SAWT BEIRUT INTERNATIONAL

| 31 January 2023, Tuesday |

Avertissement de l’ONU contre la famine dans la province du Tigré

Les Nations unies ont mis en garde mardi contre une répétition de la famine de 1984 qui a tué plus d’un million d’Éthiopiens si l’aide à la région du Tigré n’est pas confirmée pour atteindre rapidement la région du Tigré, s’étendre et financer correctement, a rapporté Voice of America.

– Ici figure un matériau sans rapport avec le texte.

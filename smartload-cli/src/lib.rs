//! Command-line interface for the SmartLoad engine.
//!
//! `smartload optimize` reads a JSON request from disk, validates it, picks
//! the most profitable feasible set of orders for the truck and prints the
//! resulting plan as JSON. `smartload info` prints the limits the tool
//! enforces.
#![forbid(unsafe_code)]

use clap::{ArgAction, Parser, Subcommand};
use serde::Serialize;
use std::io::Write;
use tracing_subscriber::EnvFilter;

mod error;
mod fs;
mod info;
mod optimize;
mod wire;

pub use error::CliError;

use info::run_info;
use optimize::{OptimizeArgs, run_optimize};

pub(crate) const ARG_OPTIMIZE_REQUEST: &str = "request";
pub(crate) const ENV_OPTIMIZE_REQUEST: &str = "SMARTLOAD_CMDS_OPTIMIZE_REQUEST_PATH";
pub(crate) const ARG_EXACT_THRESHOLD: &str = "exact-threshold";
pub(crate) const ARG_BITMASK_CAP: &str = "bitmask-cap";
pub(crate) const ARG_TIME_LIMIT_MS: &str = "time-limit-ms";
pub(crate) const ARG_MAX_REQUEST_BYTES: &str = "max-request-bytes";

/// Largest request file accepted unless overridden.
pub const DEFAULT_MAX_REQUEST_BYTES: u64 = 1024 * 1024;

/// Run the SmartLoad CLI with the current process arguments and environment.
///
/// # Errors
/// Returns [`CliError`] when argument parsing, configuration, request
/// loading, optimization or output fails.
pub fn run() -> Result<(), CliError> {
    let cli = Cli::try_parse().map_err(CliError::ArgumentParsing)?;
    init_logging(cli.verbose);
    match cli.command {
        Command::Optimize(args) => run_optimize(args),
        Command::Info => run_info(),
    }
}

/// Write `value` as pretty JSON followed by a newline.
pub(crate) fn write_json<T: Serialize>(writer: &mut dyn Write, value: &T) -> Result<(), CliError> {
    let payload = serde_json::to_string_pretty(value).map_err(CliError::SerializeOutput)?;
    writer
        .write_all(payload.as_bytes())
        .map_err(CliError::WriteOutput)?;
    writer.write_all(b"\n").map_err(CliError::WriteOutput)?;
    Ok(())
}

/// Install a stderr subscriber unless one is already present.
///
/// `RUST_LOG` wins over the `-v` count when it is set.
fn init_logging(verbose: u8) {
    let level = match verbose {
        0 => "warn",
        1 => "info",
        2 => "debug",
        _ => "trace",
    };
    let filter = EnvFilter::try_from_default_env().unwrap_or_else(|_| EnvFilter::new(level));
    let installed = tracing_subscriber::fmt()
        .with_env_filter(filter)
        .with_writer(std::io::stderr)
        .try_init();
    if installed.is_err() {
        log::debug!("logging subscriber already installed");
    }
}

#[derive(Debug, Parser)]
#[command(
    name = "smartload",
    about = "Choose the most profitable load for a truck",
    version
)]
struct Cli {
    /// Increase log verbosity (-v, -vv, -vvv).
    #[arg(short, long, action = ArgAction::Count, global = true)]
    verbose: u8,
    #[command(subcommand)]
    command: Command,
}

#[derive(Debug, Subcommand)]
enum Command {
    /// Optimize a truck load described by a JSON request file.
    Optimize(OptimizeArgs),
    /// Print the limits and algorithms this build uses.
    Info,
}

#[cfg(test)]
mod tests;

« Il y a maintenant une famine au Tigre », a déclaré le chef des affaires humanitaires de l’ONU, Mark Lukok, lors d’une réunion spéciale informelle du Conseil de sécurité de l’ONU, notant que l’administration du Tigré avait signalé des décès dus à la faim.

« La situation devrait empirer dans les prochains mois non seulement au Tigré, mais aussi dans l’Afar et l’Amhara », a-t-il déclaré.

La semaine dernière, des appels urgents ont été lancés par l’ONU et les organismes de secours partenaires en faveur d’un cessez-le-feu humanitaire. Cela faisait suite à un rapport avertissant que 350 000 personnes étaient déjà dans des conditions de famine au Tigré et que 2 millions de personnes étaient à un pas de là.

Selon la Classification intégrée des progrès en matière de sécurité alimentaire, plus de 5,5 millions de personnes vivent dans la crise d’insécurité alimentaire au Tigré et dans les régions voisines d’Amhara et d’Afar.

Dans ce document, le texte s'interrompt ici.